In some embodiments, pharmaceutically acceptable salts include quaternary ammonium salts, such as quaternary ammonium alkyl halide salts (eg, methyl bromide).

As used herein, "therapeutic agent" refers to a biological, pharmaceutical or chemical compound or other moiety. Non-limiting examples include simple or complex organic or inorganic molecules, peptides, proteins, oligonucleotides, antibodies, antibody derivatives, antibody fragments, vitamin derivatives, carbohydrates, toxins or chemotherapeutic compounds. Various compounds such as small molecules and oligomers (e.g., oligopeptides and oligonucleotides) and synthetic organic compounds based on various core structures can be synthesized. In addition, various natural sources can provide compounds for screening, such as plant or animal extracts, etc.

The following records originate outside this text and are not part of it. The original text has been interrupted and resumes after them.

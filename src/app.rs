use std::net::SocketAddr;

use axum::{routing::get, Router};
use tower_http::trace::TraceLayer;

use crate::state::AppState;
use crate::{accounts, home};

pub fn build_app(state: AppState) -> Router {
    Router::new()
        .merge(home::router())
        .merge(accounts::router())
        .route("/health", get(|| async { "ok" }))
        .with_state(state)
        .layer(
            TraceLayer::new_for_http()
                .make_span_with(|req: &axum::http::Request<_>| {
                    let method = req.method().clone();
                    let uri = req.uri().clone();
                    tracing::info_span!(
                        "http_request",
                        %method,
                        uri = %uri,
                        status = tracing::field::Empty
                    )
                })
                .on_response(
                    |res: &axum::http::Response<_>,
                     _latency: std::time::Duration,
                     span: &tracing::Span| {
                        let status = res.status();
                        span.record("status", tracing::field::display(status));
                        if status.is_server_error() {
                            tracing::error!(%status, "response");
                        } else {
                            tracing::info!(%status, "response");
                        }
                    },
                ),
        )
}

pub async fn serve(app: Router) -> anyhow::Result<()> {
    let addr: SocketAddr = format!(
        "{}:{}",
        std::env::var("APP_HOST").unwrap_or_else(|_| "0.0.0.0".into()),
        std::env::var("APP_PORT").unwrap_or_else(|_| "8080".into())
    )
    .parse()?;

    tracing::info!("listening on {}", addr);
    let listener = tokio::net::TcpListener::bind(addr).await?;
    axum::serve(listener, app).await?;
    Ok(())
}
use axum::{
    async_trait,
    extract::FromRequestParts,
    http::{header::LOCATION, request::Parts, HeaderValue, StatusCode},
    response::{IntoResponse, Response},
};
use tracing::{debug, warn};

use super::session_key_from_headers;
use crate::{accounts::repo_types::Account, error::AppError, state::AppState};

/// An active account reached through a live session.
#[derive(Debug, Clone)]
pub struct AuthenticatedUser {
    pub account: Account,
}

/// Resolves the `sessionid` cookie to an active account, if any.
///
/// Missing, unknown and expired sessions all yield `None`; only storage
/// failures reject the request.
pub struct CurrentUser(pub Option<AuthenticatedUser>);

impl CurrentUser {
    pub fn account(&self) -> Option<&Account> {
        self.0.as_ref().map(|u| &u.account)
    }
}

#[async_trait]
impl FromRequestParts<AppState> for CurrentUser {
    type Rejection = AppError;

    async fn from_request_parts(
        parts: &mut Parts,
        state: &AppState,
    ) -> Result<Self, Self::Rejection> {
        let Some(key) = session_key_from_headers(&parts.headers) else {
            return Ok(CurrentUser(None));
        };
        let Some(session) = state.sessions.lookup(&key).await? else {
            debug!("session cookie does not name a live session");
            return Ok(CurrentUser(None));
        };
        let account = match state.accounts.find_by_id(session.account_id).await? {
            Some(account) if account.is_active => account,
            Some(_) => {
                warn!(account_id = %session.account_id, "session bound to inactive account");
                return Ok(CurrentUser(None));
            }
            None => return Ok(CurrentUser(None)),
        };
        Ok(CurrentUser(Some(AuthenticatedUser { account })))
    }
}

/// Like [`CurrentUser`] but sends anonymous visitors to the login page,
/// carrying the requested path in `next`.
pub struct LoginRequired(pub AuthenticatedUser);

#[async_trait]
impl FromRequestParts<AppState> for LoginRequired {
    type Rejection = Response;

    async fn from_request_parts(
        parts: &mut Parts,
        state: &AppState,
    ) -> Result<Self, Self::Rejection> {
        let CurrentUser(user) = CurrentUser::from_request_parts(parts, state)
            .await
            .map_err(IntoResponse::into_response)?;
        match user {
            Some(user) => Ok(LoginRequired(user)),
            None => Err(login_redirect(&state.config.redirects.login_url, parts.uri.path())),
        }
    }
}

fn login_redirect(login_url: &str, path: &str) -> Response {
    // Slashes stay unescaped.
    let next = url::form_urlencoded::byte_serialize(path.as_bytes())
        .collect::<String>()
        .replace("%2F", "/");
    let location = format!("{login_url}?next={next}");
    match HeaderValue::from_str(&location) {
        Ok(location) => (StatusCode::FOUND, [(LOCATION, location)]).into_response(),
        Err(e) => AppError::Internal(anyhow::anyhow!("login redirect header: {e}")).into_response(),
    }
}
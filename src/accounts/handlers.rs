use anyhow::Context as _;
use axum::{
    extract::{Path, Query, State},
    http::{
        header::{LOCATION, SET_COOKIE},
        HeaderMap, HeaderValue, StatusCode,
    },
    response::{Html, IntoResponse, Response},
    routing::{get, post},
    Form, Router,
};
use serde::Deserialize;
use serde_json::json;
use tera::Context;
use tracing::{debug, instrument};

use super::{
    forms::{safe_next, FormErrors, LoginForm, SignupForm, INVALID_LOGIN, NON_FIELD_ERRORS},
    repo_types::Account,
    services::{self, SignupOutcome},
};
use crate::{
    error::AppError,
    sessions::{
        clear_session_cookie,
        extractors::{CurrentUser, LoginRequired},
        session_cookie, session_key_from_headers,
    },
    state::AppState,
    templates,
};

pub fn account_routes() -> Router<AppState> {
    Router::new()
        .route("/signup/", get(signup_page).post(signup_submit))
        .route("/login/", get(login_page).post(login_submit))
        .route("/logout/", post(logout_submit))
        // Static paths above win over this capture.
        .route("/:username/", get(user_profile))
}

// --- pages ---

#[instrument(skip_all)]
pub async fn signup_page(
    State(state): State<AppState>,
    current: CurrentUser,
) -> Result<Html<String>, AppError> {
    render_signup(&state, current.account(), &SignupForm::default(), &FormErrors::default())
}

#[instrument(skip_all)]
pub async fn signup_submit(
    State(state): State<AppState>,
    headers: HeaderMap,
    current: CurrentUser,
    Form(form): Form<SignupForm>,
) -> Result<Response, AppError> {
    let previous = session_key_from_headers(&headers);
    match services::signup(&state, &form, previous.as_ref()).await? {
        SignupOutcome::Created { session, .. } => {
            let cookie = session_cookie(&session.key, &state.config.session)
                .context("build session cookie")?;
            redirect_found(&state.config.redirects.after_signup, Some(cookie))
        }
        SignupOutcome::Invalid(errors) => {
            Ok(render_signup(&state, current.account(), &form, &errors)?.into_response())
        }
    }
}

#[derive(Debug, Default, Deserialize)]
pub struct NextQuery {
    pub next: Option<String>,
}

#[instrument(skip_all)]
pub async fn login_page(
    State(state): State<AppState>,
    current: CurrentUser,
    Query(query): Query<NextQuery>,
) -> Result<Html<String>, AppError> {
    let form = LoginForm {
        next: query.next,
        ..Default::default()
    };
    render_login(&state, current.account(), &form, &FormErrors::default())
}

#[instrument(skip_all)]
pub async fn login_submit(
    State(state): State<AppState>,
    headers: HeaderMap,
    current: CurrentUser,
    Form(form): Form<LoginForm>,
) -> Result<Response, AppError> {
    let mut errors = form.validate();
    if !errors.is_empty() {
        return Ok(render_login(&state, current.account(), &form, &errors)?.into_response());
    }

    let username = form.username();
    let Some(account) = services::authenticate(&state, &username, &form.password).await? else {
        debug!(%username, "credentials rejected");
        errors.add(NON_FIELD_ERRORS, INVALID_LOGIN);
        return Ok(render_login(&state, current.account(), &form, &errors)?.into_response());
    };

    let previous = session_key_from_headers(&headers);
    let session = services::login(&state, &account, previous.as_ref()).await?;
    let cookie = session_cookie(&session.key, &state.config.session)
        .context("build session cookie")?;
    let target = safe_next(form.next.as_deref())
        .unwrap_or(state.config.redirects.after_login.as_str());
    redirect_found(target, Some(cookie))
}

#[instrument(skip_all)]
pub async fn logout_submit(
    State(state): State<AppState>,
    headers: HeaderMap,
) -> Result<Response, AppError> {
    let key = session_key_from_headers(&headers);
    services::logout(&state, key.as_ref()).await?;
    let cookie = clear_session_cookie(&state.config.session).context("build clearing cookie")?;
    redirect_found(&state.config.redirects.after_logout, Some(cookie))
}

/// Shows the path value as given; no account lookup is made for it.
#[instrument(skip_all)]
pub async fn user_profile(
    State(state): State<AppState>,
    LoginRequired(user): LoginRequired,
    Path(username): Path<String>,
) -> Result<Html<String>, AppError> {
    let mut ctx = page_context(Some(&user.account));
    ctx.insert("username", &username);
    templates::render(&state.templates, templates::USER_PROFILE, &ctx)
}

// --- helpers ---

/// Base context every page extends: the signed-in account, or null.
pub(crate) fn page_context(user: Option<&Account>) -> Context {
    let mut ctx = Context::new();
    ctx.insert("user", &user);
    ctx
}

fn insert_errors(ctx: &mut Context, errors: &FormErrors) {
    ctx.insert("errors", errors);
    ctx.insert("non_field_errors", errors.non_field());
}

// Passwords are never echoed back into the page.
fn render_signup(
    state: &AppState,
    user: Option<&Account>,
    form: &SignupForm,
    errors: &FormErrors,
) -> Result<Html<String>, AppError> {
    let mut ctx = page_context(user);
    ctx.insert("form", &json!({ "username": form.username, "email": form.email }));
    insert_errors(&mut ctx, errors);
    templates::render(&state.templates, templates::SIGNUP, &ctx)
}

fn render_login(
    state: &AppState,
    user: Option<&Account>,
    form: &LoginForm,
    errors: &FormErrors,
) -> Result<Html<String>, AppError> {
    let mut ctx = page_context(user);
    ctx.insert("form", &json!({ "username": form.username }));
    ctx.insert("next", &form.next);
    insert_errors(&mut ctx, errors);
    templates::render(&state.templates, templates::LOGIN, &ctx)
}

/// 302 with an optional `Set-Cookie`.
fn redirect_found(location: &str, cookie: Option<HeaderValue>) -> Result<Response, AppError> {
    let location = HeaderValue::from_str(location).context("redirect location")?;
    let mut res = (StatusCode::FOUND, [(LOCATION, location)]).into_response();
    if let Some(cookie) = cookie {
        res.headers_mut().insert(SET_COOKIE, cookie);
    }
    Ok(res)
}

The term "in vivo" refers to events that occur within the body of a subject.

Embodiments of the present disclosure are also intended to encompass all pharmaceutically acceptable compounds of formula (I) that are isotopically labeled by replacing one or more atoms with atoms having a different atomic mass or mass number (i.e., "isotopic forms" of compounds of formula (I)). Examples of isotopes that may be incorporated into compounds of formula (I) include isotopes of hydrogen, carbon, nitrogen, oxygen, phosphorus, fluorine, chlorine, and iodine, such as ² H, ³ H, ¹¹ C, 13 C, ¹⁴ C, ¹³ N, ¹⁵ N, ¹⁵ O, ¹⁷ O, ¹⁸ O, ³¹ P, ³² P, ³⁵ S, ¹⁸ F, ³⁶ Cl, ¹²³ I, and ¹²⁵ I, respectively. These radiolabeled compounds can be used to help determine or measure the ^{effectiveness} of the compound by characterizing, for example, the site or mode of action or the binding affinity to a pharmacologically important site of action. Certain isotopically-labeled compounds of formula (I), for example those incorporating a radioactive isotope, are useful in drug and/or substrate tissue distribution studies. The radioactive isotopes tritium (ie ³ H) and carbon-14 (ie ¹⁴ C) are particularly useful for this purpose in view of their ease of incorporation and ready means of detection.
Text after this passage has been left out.